Friday, October 31, 2014

2015 class hour schedule

News: The 2015 class hour schedule will be on Fridays 2.30pm-5.45pm. BUT: we will discuss tomorrow whether we can move it to 4-7pm.

Friday, June 6, 2014

Lecture 12: Statistical Machine Translation

Introduction to Machine Translation. Rule-based vs. Statistical MT. Statistical MT: the noisy channel model. The language model and the translation model. The phrase-based translation model. Learning a model of training. Phrase-translation tables. Parallel corpora. Extracting phrases from word alignments. Word alignments

IBM models for word alignment. Many-to-one and many-to-many alignments. IBM model 1 and the HMM alignment model. Training the alignment models: the Expectation Maximization (EM) algorithm. Symmetrizing alignments for phrase-based MT: symmetrizing by intersection; the growing heuristic. Calculating the phrase translation table. Decoding: stack decoding. Evaluation of MT systems. BLEU. Log-linear models for MT.

Monday, June 2, 2014

Lecture 11: Homework 1 correction + homework Q&A + Combinatory Categorial Grammar (CCG)

Homework 1 correction.

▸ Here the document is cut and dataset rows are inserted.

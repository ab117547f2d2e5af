//! Streaming artifact download with crash-safe publish.
//!
//! A download goes to a temporary file created next to the destination, so
//! the final rename never crosses filesystems. The temporary file is owned
//! by a [`NamedTempFile`] guard and is unlinked on every failure path; only
//! a complete (and, when enabled, verified) download is renamed into place.

use std::fs;
use std::io::{Read, Write};
use std::path::Path;
use std::time::Duration;

use anyhow::Context as _;
use reqwest::blocking::Client;
use tempfile::NamedTempFile;

use super::checksum::{sha256_file, verify_digest};
use super::manifest::ChecksumManifest;
use super::progress::DownloadProgress;
use super::Fetch;
use crate::error::{HoistError, Result};

/// Size of each read from the response body.
const CHUNK_SIZE: usize = 8192;

/// Downloads artifacts over HTTP/HTTPS.
pub struct HttpFetcher {
    client: Client,
    manifest_url: Option<String>,
    show_progress: bool,
}

impl HttpFetcher {
    /// Create a fetcher; `timeout` of `None` never gives up on a request.
    pub fn new(timeout: Option<Duration>) -> Result<Self> {
        let client = Client::builder()
            .user_agent(concat!("hoist/", env!("CARGO_PKG_VERSION")))
            .timeout(timeout)
            .build()
            .context("Failed to build HTTP client")?;
        Ok(Self {
            client,
            manifest_url: None,
            show_progress: true,
        })
    }

    /// Verify every download against the manifest at `manifest_url`.
    ///
    /// The manifest entry is looked up by the destination's file name.
    pub fn verify_against(mut self, manifest_url: impl Into<String>) -> Self {
        self.manifest_url = Some(manifest_url.into());
        self
    }

    /// Suppress the progress display.
    pub fn quiet(mut self) -> Self {
        self.show_progress = false;
        self
    }

    /// Stream `url` into `file`, returning the number of bytes received.
    fn download(&self, url: &str, label: &str, file: &mut NamedTempFile) -> Result<u64> {
        let mut response = self.client.get(url).send().map_err(|e| HoistError::Download {
            url: url.to_string(),
            message: describe(&e),
        })?;

        let status = response.status();
        if !status.is_success() {
            return Err(HoistError::Download {
                url: url.to_string(),
                message: format!("HTTP {status}"),
            });
        }

        let expected = response.content_length();
        let progress = if self.show_progress {
            DownloadProgress::new(label, expected)
        } else {
            DownloadProgress::hidden()
        };

        let received = match copy_body(url, &mut response, file, expected, &progress) {
            Ok(received) => received,
            Err(e) => {
                progress.abandon();
                return Err(e);
            }
        };

        progress.finish();
        tracing::debug!("Received {received} bytes from {url}");
        Ok(received)
    }

    fn fetch_manifest(&self, url: &str) -> Result<ChecksumManifest> {
        let unavailable = |message: String| HoistError::ManifestUnavailable {
            url: url.to_string(),
            message,
        };

        let response = self
            .client
            .get(url)
            .send()
            .map_err(|e| unavailable(describe(&e)))?;
        let status = response.status();
        if !status.is_success() {
            return Err(unavailable(format!("HTTP {status}")));
        }
        let text = response.text().map_err(|e| unavailable(describe(&e)))?;
        let manifest = ChecksumManifest::parse(&text);
        if manifest.is_empty() {
            tracing::warn!("Checksum manifest {url} lists no files");
        } else {
            tracing::debug!("Checksum manifest {url} lists {} file(s)", manifest.len());
        }
        Ok(manifest)
    }

    fn verify(&self, manifest_url: &str, filename: &str, file: &Path) -> Result<()> {
        let manifest = self.fetch_manifest(manifest_url)?;
        let expected = manifest
            .get(filename)
            .ok_or_else(|| HoistError::ManifestEntryMissing {
                url: manifest_url.to_string(),
                filename: filename.to_string(),
            })?;
        let actual = sha256_file(file)?;
        verify_digest(filename, expected, &actual)?;
        tracing::debug!("Checksum verified for {filename}: {actual}");
        Ok(())
    }
}

impl Fetch for HttpFetcher {
    fn fetch(&self, url: &str, dest: &Path, mode: Option<u32>) -> Result<bool> {
        if dest.exists() {
            tracing::debug!("{} already present; not fetching", dest.display());
            return Ok(false);
        }

        let parent = match dest.parent() {
            Some(p) if !p.as_os_str().is_empty() => p,
            _ => Path::new("."),
        };
        ensure_dir(parent)?;

        let filename = dest
            .file_name()
            .map(|n| n.to_string_lossy().into_owned())
            .unwrap_or_default();

        // Dropping the guard on any early return unlinks the partial file.
        let mut temp = NamedTempFile::new_in(parent)?;

        tracing::info!("Downloading {url}");
        self.download(url, &filename, &mut temp)?;

        if let Some(manifest_url) = &self.manifest_url {
            self.verify(manifest_url, &filename, temp.path())?;
        }

        temp.persist(dest).map_err(|e| HoistError::Io(e.error))?;
        if let Some(mode) = mode {
            set_mode(dest, mode)?;
        }

        tracing::info!("Installed {}", dest.display());
        Ok(true)
    }
}

/// Copy a response body into `writer`, checking it against `expected`.
fn copy_body<R: Read, W: Write>(
    url: &str,
    reader: &mut R,
    writer: &mut W,
    expected: Option<u64>,
    progress: &DownloadProgress,
) -> Result<u64> {
    let mut buffer = [0u8; CHUNK_SIZE];
    let mut received: u64 = 0;
    loop {
        let n = match reader.read(&mut buffer) {
            Ok(0) => break,
            Ok(n) => n,
            Err(e) if e.kind() == std::io::ErrorKind::Interrupted => continue,
            // A body cut short of its Content-Length surfaces as a read error.
            Err(e) => match expected {
                Some(expected) if received < expected => {
                    tracing::debug!("Body of {url} ended early: {}", describe(&e));
                    return Err(HoistError::LengthMismatch {
                        url: url.to_string(),
                        expected,
                        received,
                    });
                }
                _ => {
                    return Err(HoistError::Download {
                        url: url.to_string(),
                        message: describe(&e),
                    })
                }
            },
        };
        writer.write_all(&buffer[..n])?;
        received += n as u64;
        progress.advance(n as u64);
    }
    writer.flush()?;
    check_length(url, expected, received)?;
    Ok(received)
}

/// Compare the received byte count with the advertised one.
fn check_length(url: &str, expected: Option<u64>, received: u64) -> Result<()> {
    match expected {
        Some(expected) if expected != received => Err(HoistError::LengthMismatch {
            url: url.to_string(),
            expected,
            received,
        }),
        Some(_) => Ok(()),
        None => {
            tracing::warn!("{url} did not advertise a Content-Length; skipping length check");
            Ok(())
        }
    }
}

/// Create `dir` and its parents; an existing entry is not an error.
fn ensure_dir(dir: &Path) -> Result<()> {
    match fs::create_dir_all(dir) {
        Ok(()) => Ok(()),
        Err(e) if e.kind() == std::io::ErrorKind::AlreadyExists => Ok(()),
        Err(source) => Err(HoistError::CreateDir {
            path: dir.to_path_buf(),
            source,
        }),
    }
}

#[cfg(unix)]
fn set_mode(path: &Path, mode: u32) -> Result<()> {
    use std::os::unix::fs::PermissionsExt;
    fs::set_permissions(path, fs::Permissions::from_mode(mode))?;
    Ok(())
}

#[cfg(not(unix))]
fn set_mode(_path: &Path, _mode: u32) -> Result<()> {
    Ok(())
}

/// Render an error and its sources on one line.
fn describe(err: &dyn std::error::Error) -> String {
    let mut message = err.to_string();
    let mut source = err.source();
    while let Some(cause) = source {
        let text = cause.to_string();
        if !message.contains(&text) {
            message.push_str(": ");
            message.push_str(&text);
        }
        source = cause.source();
    }
    message
}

Q&A on the other two homeworks. Combinatory Categorial Grammar (CCG).


Lecture 10: NLP research at LCL, Sapienza

Wednesday, May 21, 2014

IMPORTANT: about Friday's lecture

Dear students,

Due to planned blackout in our building, Friday's class will be in the mathematics building, second floor, aula IV, same hour. The mathematics building "Guido Castelnuovo" is the main campus:

Please make sure that you know where to go in order to avoid starting late.

Sunday, May 18, 2014

Lecture 9: Wheels for the mind of the language producer: microscopes, macroscopes, semantic maps and a good compass (prof. Michael Zock)

Languages are not only means of expression, but also vehicles of thought, allowing us to discover new ideas (brainstorming) or clarify existing ones by refining, expanding, illustrating more or less well specified thoughts. Of course, all this must be learned, and to this end we need resources, tools and knowledge on how to use them.

Knowledge can be encoded at various levels of abstractions, considering different units (words, sentences, texts). While semantic maps represent words and their relations at a micro-level, schematic maps (tree banks, pattern libraries) represent them combined, in larger chunks (macrolevel). We all are familiar with microscopes, maps, and navigational tools, and we normally associate them with professions having little to do with NLP. I will argue during my talk that this does not need to be so. Methaphorically speaking, we do use the very same tools to process language, regardless of the task (analysis vs. generation) and the processor (machine vs. human brain).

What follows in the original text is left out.